The Washington Post reported that Facebook parent Meta is warning 1 million users that their login information may have been compromised through malicious apps.
According to The Washington Post, Meta’s researchers found more than 400 malicious Android and Apple iOS apps this year that were designed to steal the personal Facebook login information of its users, the company said Friday in blog post. Meta spokesperson Gabby Curtis confirmed that Meta is warning 1 million users who may have been affected by the apps.
Meta said the apps they identified were listed in Apple’s App Store and Google Play Store as games, photo editors, health and safety lifestyle services and other types of apps to trick people into downloading them. Often the malicious app would ask users to “login with Facebook” and later steal their username and password, according to the company.
Meta posted information titled “Protecting People From Malicious Account Compromise Apps” in Meta’s Newsroom. Here is some of what Meta found:
Our security researchers have found more than 400 malicious Android and iOS apps this year that were designed to steal Facebook login information and compromise people’s accounts. These apps were listed on the Google Play Store and Apple’s App Store and disguised as photo editors, games, VPN services, business apps, and other utilities to trick people into downloading them. Some examples include:
- Photo editors, including those that claim to allow you to “turn yourself into a cartoon”
- VPNs claiming to boost browsing speed or grant access to blocked content or websites
- Mobile games falsely promising high-quality 3D graphics
- Health and lifestyle apps such as horoscopes and fitness trackers
- Business or ad management apps claiming to provide hidden or unauthorized features not found in official apps by tech platforms.
Meta’s post included a pie chart that shows the categories of the malicious apps. 42.6% were photo editor apps, 15.4% were business utility apps. 14.1% were phone utility apps, 11.7% were game apps, 11.7% were VPN apps, and 4.4% were lifestyle apps.

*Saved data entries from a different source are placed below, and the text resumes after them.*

//! Cross Entropy Loss over a batch of logits

use super::LossFn;
use crate::autograd::{tracks, BackwardOp};
use crate::Tensor;
use ndarray::Array1;
use std::rc::Rc;

/// Cross Entropy Loss averaged over a batch
///
/// `predictions` holds `[B, num_classes]` raw logits row-major and `targets`
/// holds one class index per row (stored as `f32`).
///
/// L = mean_b(-log softmax(logits_b)[target_b])
pub struct CrossEntropyLoss {
    num_classes: usize,
}

impl CrossEntropyLoss {
    pub fn new(num_classes: usize) -> Self {
        Self { num_classes }
    }

    /// Compute softmax: exp(x_i) / sum(exp(x_j))
    pub(crate) fn softmax(x: &[f32]) -> Vec<f32> {
        let max = x.iter().fold(f32::NEG_INFINITY, |a, &b| a.max(b));
        let exp_x: Vec<f32> = x.iter().map(|v| (v - max).exp()).collect();
        let sum: f32 = exp_x.iter().sum();
        exp_x.into_iter().map(|e| e / sum).collect()
    }

    /// Class indices as a target tensor
    pub fn targets(labels: &[usize]) -> Tensor {
        Tensor::from_vec(labels.iter().map(|&l| l as f32).collect(), false)
    }
}

impl LossFn for CrossEntropyLoss {
    fn forward(&self, predictions: &Tensor, targets: &Tensor) -> Tensor {
        let c = self.num_classes;
        let batch = targets.len();
        assert_eq!(predictions.len(), batch * c, "expected {batch}x{c} logits");

        let logits = predictions.to_vec();
        let mut loss = 0.0;
        // d(CE)/d(logits) = (probs - one_hot) / B
        let mut grad = Array1::zeros(batch * c);
        for (b, &target) in targets.data().iter().enumerate() {
            let target = target as usize;
            let probs = Self::softmax(&logits[b * c..(b + 1) * c]);
            loss -= probs[target].max(f32::MIN_POSITIVE).ln();
            for (k, p) in probs.iter().enumerate() {
                let one_hot = if k == target { 1.0 } else { 0.0 };
                grad[b * c + k] = (p - one_hot) / batch.max(1) as f32;
            }
        }
        if batch > 0 {
            loss /= batch as f32;
        }

        let requires_grad = tracks(&[predictions]);
        let mut result = Tensor::from_vec(vec![loss], requires_grad);
        if requires_grad {
            result.set_backward_op(Rc::new(CrossEntropyBackward {
                inputs: [predictions.clone()],
                grad,
            }));
        }
        result
    }

    fn name(&self) -> &str {
        "CrossEntropy"
    }
}

struct CrossEntropyBackward {
    inputs: [Tensor; 1],
    grad: Array1<f32>,
}

impl BackwardOp for CrossEntropyBackward {
    fn inputs(&self) -> &[Tensor] {
        &self.inputs
    }

    fn backward(&self, grad_output: &Array1<f32>) -> Vec<Option<Array1<f32>>> {
        vec![Some(&self.grad * grad_output[0])]
    }
}
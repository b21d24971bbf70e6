//! AdamW optimizer (Adam with decoupled Weight decay)

use super::optimizer::{from_buffers, to_buffers};
use super::{Optimizer, OptimizerState};
use crate::{Result, Tensor};
use ndarray::Array1;
use std::collections::BTreeMap;

/// AdamW optimizer
///
/// AdamW decouples weight decay from the gradient-based update, making it more
/// effective than L2 regularization. Instead of adding weight decay to the gradient,
/// it applies weight decay directly to the parameters.
///
/// Standard Adam with L2: θ_t = θ_{t-1} - lr * (m_t / (√v_t + ε) + λ * θ_{t-1})
/// AdamW: θ_t = (1 - lr * λ) * θ_{t-1} - lr * m_t / (√v_t + ε)
pub struct AdamW {
    lr: f32,
    beta1: f32,
    beta2: f32,
    epsilon: f32,
    weight_decay: f32,
    t: u64,
    m: Vec<Option<Array1<f32>>>, // First moment
    v: Vec<Option<Array1<f32>>>, // Second moment
}

impl AdamW {
    /// Create a new AdamW optimizer
    pub fn new(lr: f32, beta1: f32, beta2: f32, epsilon: f32, weight_decay: f32) -> Self {
        Self {
            lr,
            beta1,
            beta2,
            epsilon,
            weight_decay,
            t: 0,
            m: Vec::new(),
            v: Vec::new(),
        }
    }

    /// Create AdamW with default parameters (weight_decay = 0.01)
    pub fn default_params(lr: f32) -> Self {
        Self::new(lr, 0.9, 0.999, 1e-8, 0.01)
    }

    #[must_use]
    pub fn beta1(&self) -> f32 {
        self.beta1
    }

    #[must_use]
    pub fn beta2(&self) -> f32 {
        self.beta2
    }

    #[must_use]
    pub fn weight_decay(&self) -> f32 {
        self.weight_decay
    }

    pub(crate) fn state_named(&self, name: &str) -> OptimizerState {
        let mut buffers = BTreeMap::new();
        buffers.insert("m".to_string(), to_buffers(&self.m));
        buffers.insert("v".to_string(), to_buffers(&self.v));
        OptimizerState {
            name: name.to_string(),
            lr: self.lr,
            step_count: self.t,
            buffers,
        }
    }

    pub(crate) fn load_state_named(&mut self, state: &OptimizerState, name: &str) -> Result<()> {
        state.check_name(name)?;
        self.lr = state.lr;
        self.t = state.step_count;
        self.m = from_buffers(state, "m");
        self.v = from_buffers(state, "v");
        Ok(())
    }
}

impl Optimizer for AdamW {
    fn step_refs(&mut self, params: &mut [&mut Tensor]) {
        if self.m.len() < params.len() {
            self.m.resize(params.len(), None);
            self.v.resize(params.len(), None);
        }
        self.t += 1;

        // Bias correction factors
        let lr_t = self.lr
            * ((1.0 - self.beta2.powi(self.t as i32)).sqrt()
                / (1.0 - self.beta1.powi(self.t as i32)));

        for (i, param) in params.iter_mut().enumerate() {
            let Some(grad) = param.grad() else { continue };

            // m_t = β1 * m_{t-1} + (1 - β1) * g
            let m_t = match &self.m[i] {
                Some(m) => m * self.beta1 + &grad * (1.0 - self.beta1),
                None => &grad * (1.0 - self.beta1),
            };

            // v_t = β2 * v_{t-1} + (1 - β2) * g²
            let grad_sq = &grad * &grad;
            let v_t = match &self.v[i] {
                Some(v) => v * self.beta2 + &grad_sq * (1.0 - self.beta2),
                None => &grad_sq * (1.0 - self.beta2),
            };

            // θ_t = (1 - lr * λ) * θ_{t-1} - lr_t * m_t / (√v_t + ε)
            let adaptive_update = &m_t / &(v_t.mapv(f32::sqrt) + self.epsilon) * lr_t;
            let weight_decay_factor = 1.0 - self.lr * self.weight_decay;
            let updated = param.data() * weight_decay_factor - &adaptive_update;
            *param.data_mut() = updated;

            self.m[i] = Some(m_t);
            self.v[i] = Some(v_t);
        }
    }

    fn lr(&self) -> f32 {
        self.lr
    }

    fn set_lr(&mut self, lr: f32) {
        self.lr = lr;
    }

    fn step_count(&self) -> u64 {
        self.t
    }

    fn state(&self) -> OptimizerState {
        self.state_named("adamw")
    }

    fn load_state(&mut self, state: &OptimizerState) -> Result<()> {
        self.load_state_named(state, "adamw")
    }
}

#[cfg(test)]
mod tests {
    use super::*;
    use approx::assert_abs_diff_eq;

    fn quadratic_step(opt: &mut AdamW, x: &mut Tensor) {
        // f(x) = x², ∇f = 2x
        let grad = x.data() * 2.0;
        x.set_grad(grad);
        opt.step_refs(&mut [x]);
    }

    #[test]
    fn test_adamw_quadratic_convergence() {
        let mut opt = AdamW::new(0.1, 0.9, 0.999, 1e-8, 0.0);
        let mut x = Tensor::from_vec(vec![5.0, -3.0], true);
        for _ in 0..300 {
            quadratic_step(&mut opt, &mut x);
        }
        for v in x.data().iter() {
            assert!(v.abs() < 0.1, "did not converge: {v}");
        }
        assert_eq!(opt.step_count(), 300);
    }

    #[test]
    fn test_adamw_weight_decay_shrinks_without_gradient_signal() {
        let mut opt = AdamW::new(0.1, 0.9, 0.999, 1e-8, 0.5);
        let mut x = Tensor::from_vec(vec![1.0], true);
        x.set_grad(Array1::zeros(1));
        opt.step_refs(&mut [&mut x]);
        // Only the decoupled decay applies: 1 * (1 - 0.1 * 0.5)
        assert_abs_diff_eq!(x.data()[0], 0.95, epsilon = 1e-6);
    }

    #[test]
    fn test_adamw_skips_params_without_grad() {
        let mut opt = AdamW::default_params(0.1);
        let mut x = Tensor::from_vec(vec![1.0, 2.0], true);
        opt.step_refs(&mut [&mut x]);
        assert_eq!(x.to_vec(), vec![1.0, 2.0]);
        assert_eq!(opt.step_count(), 1);
    }

    #[test]
    fn test_adamw_state_roundtrip() {
        let mut opt = AdamW::default_params(0.01);
        let mut x = Tensor::from_vec(vec![1.0, 2.0], true);
        quadratic_step(&mut opt, &mut x);

        let state = opt.state();
        let mut restored = AdamW::default_params(0.5);
        restored.load_state(&state).unwrap();

        assert_eq!(restored.step_count(), 1);
        assert_eq!(restored.lr(), 0.01);
        assert_eq!(restored.state(), state);
    }

    #[test]
    fn test_adamw_rejects_foreign_state() {
        let sgd_state = crate::optim::SGD::new(0.1, 0.0).state();
        let mut opt = AdamW::default_params(0.1);
        assert!(opt.load_state(&sgd_state).is_err());
    }
}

Meta also stated that malware apps often have telltale signs that differentiate them from legitimate apps. Here are a few things to consider before logging into a mobile app with your Facebook account:
Requiring social media credentials to use the app. Is the app unusable if you don’t provide your Facebook information? For example, be suspicious of a photo-editing app that needs your Facebook login and password before allowing you to use it.
The app’s reputation. Is the app reputable? Look at its download count, ratings and reviews, including the negative ones.

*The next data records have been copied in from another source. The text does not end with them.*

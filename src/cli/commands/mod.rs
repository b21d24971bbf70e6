//! CLI command implementations

mod pipeline;
mod pretrain;
mod train;
mod validate;


use crate::cli::LogLevel;
use crate::config::{Cli, Command};

/// Execute a CLI command based on the parsed arguments
pub fn run_command(cli: Cli) -> Result<(), String> {
    let log_level = LogLevel::from_flags(cli.verbose, cli.quiet);

    match cli.command {
        Command::Pretrain(args) => pretrain::run_pretrain(args, log_level),
        Command::Train(args) => train::run_train(args, log_level),
        Command::Pipeline(args) => pipeline::run_pipeline(args, log_level),
        Command::Validate(args) => validate::run_validate(args, log_level),
    }
}
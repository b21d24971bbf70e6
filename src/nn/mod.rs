//! Network and renderer contracts used by the training loops
//!
//! The loops only see the traits in this module. The MLP networks and the
//! splat renderer are small reference implementations; any type implementing
//! the traits can replace them.

mod classifier;
mod critic;
mod generator;
mod linear;
mod render;

pub use classifier::MlpClassifier;
pub use critic::MlpCritic;
pub use generator::MlpGenerator;
pub use linear::Linear;
pub use render::SplatRenderer;

use crate::autograd::no_grad;
use crate::data::LayoutShape;
use crate::{Error, Result, Tensor};
use image::GrayImage;

/// A collection of trainable parameters
///
/// `named_parameters` and `parameters_mut` must list parameters in the same
/// order; optimizers and checkpoints rely on it.
pub trait Module {
    fn named_parameters(&self) -> Vec<(String, &Tensor)>;

    fn parameters_mut(&mut self) -> Vec<&mut Tensor>;

    /// Switch between training and inference behaviour
    fn set_training(&mut self, _training: bool) {}

    fn parameters(&self) -> Vec<&Tensor> {
        self.named_parameters()
            .into_iter()
            .map(|(_, t)| t)
            .collect()
    }

    fn zero_grad(&self) {
        for param in self.parameters() {
            param.zero_grad();
        }
    }

    fn num_parameters(&self) -> usize {
        self.parameters().iter().map(|t| t.len()).sum()
    }
}

/// Produces a layout conditioned on a graph's structure
pub trait Generator: Module {
    fn noise_dim(&self) -> usize;

    /// Map noise `[B, Z]`, conditioning layout `[B, N, D]` and adjacency
    /// `[B, N, N]` to a layout of the same padded shape
    fn generate(
        &self,
        noise: &Tensor,
        layout: &Tensor,
        adjacency: &Tensor,
        num_nodes: &[usize],
        shape: LayoutShape,
    ) -> Tensor;
}

/// Gradients of the summed critic score w.r.t. both critic inputs
pub struct InputGradients {
    /// `[B, N, D]`
    pub layout: Tensor,
    /// `[B, N, N]`
    pub adjacency: Tensor,
}

/// Scores (layout, adjacency) pairs; higher means more real
pub trait Critic: Module {
    /// One score per graph, `[B]`
    fn score(&self, layout: &Tensor, adjacency: &Tensor, shape: LayoutShape) -> Tensor;

    /// ∂Σscore/∂inputs, recorded as a differentiable function of the critic
    /// parameters so a penalty on them can be backpropagated
    fn input_gradients(
        &self,
        layout: &Tensor,
        adjacency: &Tensor,
        shape: LayoutShape,
    ) -> InputGradients;
}

/// Judges rendered layouts
pub trait Classifier: Module {
    /// Raw logits `[B, NUM_CLASSES]` for images `[B, S*S]`
    fn classify(&self, images: &Tensor, batch_size: usize) -> Tensor;
}

/// Rasterizes layouts into grayscale images
pub trait Renderer {
    /// Side length S of the square output
    fn image_size(&self) -> usize;

    /// Differentiable rendering, `[B, S*S]` with pixels in [0, 1]
    fn render(
        &self,
        layouts: &Tensor,
        adjacency: &Tensor,
        num_nodes: &[usize],
        shape: LayoutShape,
    ) -> Tensor;

    /// Render graph `index` of a batch to an image file buffer
    fn snapshot(
        &self,
        layouts: &Tensor,
        adjacency: &Tensor,
        num_nodes: &[usize],
        shape: LayoutShape,
        index: usize,
    ) -> Result<GrayImage> {
        if index >= shape.batch_size {
            return Err(Error::InvalidBatch(format!(
                "snapshot index {index} outside batch of {}",
                shape.batch_size
            )));
        }
        let size = self.image_size();
        let pixels = no_grad(|| self.render(layouts, adjacency, num_nodes, shape));
        let start = index * size * size;
        let bytes = pixels.data().as_slice().map_or_else(Vec::new, |all| {
            all[start..start + size * size]
                .iter()
                .map(|&p| (p.clamp(0.0, 1.0) * 255.0).round() as u8)
                .collect()
        });
        GrayImage::from_raw(size as u32, size as u32, bytes).ok_or_else(|| {
            Error::shape(
                "snapshot",
                vec![size, size],
                vec![pixels.len() / shape.batch_size.max(1)],
            )
        })
    }
}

Promised features. Does the app provide the functionality it says it will, either before or after logging in?
I stopped using Facebook a long time ago. Back then, the worst thing that could happen to a person who played games on Facebook was that their strawberries would rot before they could tend them in FarmVille. I cannot help but wonder if the simplicity of the Zynga games that were on early Facebook made people presume that all apps on Facebook were safe.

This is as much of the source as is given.